Improvement of Functional Ankle Properties Following Supplementation with Specific Collagen Peptides in Athletes with Chronic Ankle Instability.

Study Abstract

Following an initial ankle sprain it is not unlikely that chronic ankle instability (CAI) will develop. CAI is associated with impaired perceived functional and mechanical properties of the ligaments. Nutritional supplementation with collagen peptides has been shown to improve the functional and mechanical properties of the connective tissue.

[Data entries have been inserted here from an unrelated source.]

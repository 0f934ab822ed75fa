//! The host output-tree contract.

use std::fmt;
use std::rc::Rc;

/// Unique identifier for live tree nodes.
pub type NodeId = u64;

/// An event callback installed on a live node.
///
/// Handlers are opaque to the tree: the host decides when to invoke them.
/// Equality is pointer identity, so two separately constructed closures never
/// compare equal even if they do the same thing.
#[derive(Clone)]
pub struct EventHandler(Rc<dyn Fn()>);

impl EventHandler {
    /// Wrap a closure as an event handler.
    pub fn new(handler: impl Fn() + 'static) -> Self {
        Self(Rc::new(handler))
    }

    /// Invoke the handler.
    pub fn call(&self) {
        (self.0)();
    }

    /// Whether two handlers wrap the same closure.
    pub fn ptr_eq(&self, other: &Self) -> bool {
        Rc::ptr_eq(&self.0, &other.0)
    }
}

impl fmt::Debug for EventHandler {
    fn fmt(&self, f: &mut fmt::Formatter<'_>) -> fmt::Result {
        write!(f, "EventHandler({:p})", Rc::as_ptr(&self.0))
    }
}

/// A live output tree the rendering core can write into.
///
/// Implementations own the node storage; the core only ever holds [`NodeId`]
/// handles. All structural mutation goes through [`splice`](TreeSink::splice),
/// which keeps ordering guarantees in one place.
pub trait TreeSink {
    /// Create a detached element node with the given tag.
    fn create_element(&mut self, tag: &str) -> NodeId;

    /// Create a detached text node with the given content.
    fn create_text(&mut self, content: &str) -> NodeId;

    /// Set an attribute on a node.
    fn set_attribute(&mut self, node: NodeId, name: &str, value: &str);

    /// Install an event handler on a node.
    fn set_handler(&mut self, node: NodeId, name: &str, handler: EventHandler);

    /// Remove `children[start..end]` of `parent`, releasing the removed
    /// subtrees, and insert `replacement` at `start`.
    fn splice(&mut self, parent: NodeId, start: usize, end: usize, replacement: &[NodeId]);

    /// Number of children currently attached to `parent`.
    fn child_count(&self, parent: NodeId) -> usize;
}

#[cfg(test)]
mod tests {
    use super::*;
    use std::cell::Cell;

    #[test]
    fn handler_call() {
        let hits = Rc::new(Cell::new(0u32));
        let h = {
            let hits = hits.clone();
            EventHandler::new(move || hits.set(hits.get() + 1))
        };
        h.call();
        h.call();
        assert_eq!(hits.get(), 2);
    }

    #[test]
    fn handler_identity() {
        let a = EventHandler::new(|| {});
        let b = EventHandler::new(|| {});
        assert!(a.ptr_eq(&a.clone()));
        assert!(!a.ptr_eq(&b));
    }
}
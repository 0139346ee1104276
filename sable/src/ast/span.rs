//! Byte-offset source spans
//!
//! Every token, AST node, and error in Sable carries a `Span` back into
//! the buffer it was read from; the ariadne reports in `error` turn
//! them into underlined source snippets.

use serde::{Deserialize, Serialize};

/// Half-open byte range into a source buffer
#[derive(Debug, Clone, Copy, PartialEq, Eq, Serialize, Deserialize)]
pub struct Span {
    pub start: usize,
    pub end: usize,
}

impl Span {
    pub fn new(start: usize, end: usize) -> Self {
        Self { start, end }
    }

    /// Smallest span covering both inputs; how a parent node's span is
    /// assembled from its children during parsing
    pub fn merge(self, other: Span) -> Span {
        Span {
            start: self.start.min(other.start),
            end: self.end.max(other.end),
        }
    }
}

impl std::fmt::Display for Span {
    fn fmt(&self, f: &mut std::fmt::Formatter<'_>) -> std::fmt::Result {
        write!(f, "{}..{}", self.start, self.end)
    }
}

impl From<Span> for std::ops::Range<usize> {
    fn from(span: Span) -> Self {
        span.start..span.end
    }
}

impl From<std::ops::Range<usize>> for Span {
    fn from(range: std::ops::Range<usize>) -> Self {
        Span::new(range.start, range.end)
    }
}

/// A node paired with where it came from
#[derive(Debug, Clone, Serialize, Deserialize)]
pub struct Spanned<T> {
    pub node: T,
    pub span: Span,
}

impl<T> Spanned<T> {
    pub fn new(node: T, span: Span) -> Self {
        Self { node, span }
    }

    pub fn map<U, F: FnOnce(T) -> U>(self, f: F) -> Spanned<U> {
        Spanned {
            node: f(self.node),
            span: self.span,
        }
    }
}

The purpose of this study was to investigate the effectiveness of specific collagen peptide supplementation (SCP) to improve ankle stability in athletes with CAI. 50 male and female athletes with CAI completed a randomized, double-blinded and placebo-controlled study with a daily oral administration of either 5 g SCP or 5 g placebo (Maltodextrin) over a period of six months. Both, the Cumberland Ankle Instability Tool (CAIT) and the German version of the Foot and Ankle Ability Measure (FAAM-G) were used to measure the subjective perceived function of the ankle. Additionally, the mechanical stability was determined by measuring the ankle stiffness by an ankle arthrometer. Finally, a three-month follow-up was performed. ANOVA analysis indicated that the subjective ankle stability was improved in both the CAIT (p < 0.001) and the FAAM-G (p < 0.001) following SCP supplementation compared with placebo. No significant changes between the groups were detected in the results of the ankle arthrometer. After six month the subjective report of the ankle stability function significantly improved and the three month follow-up revealed a significant decline in the number of ankle joint injuries (p < 0.05). These data support the concept that specific collagen peptide supplementation in athletes with chronic ankle instability results in significant improvements in subjective perceived ankle stability. The reduction in the re-injury rate of ankle sprains in the follow-up period suggests that these findings have clinical relevance.

Study Information

J Sports Sci Med. 2018 May 14;17(2):298-304. eCollection 2018 Jun.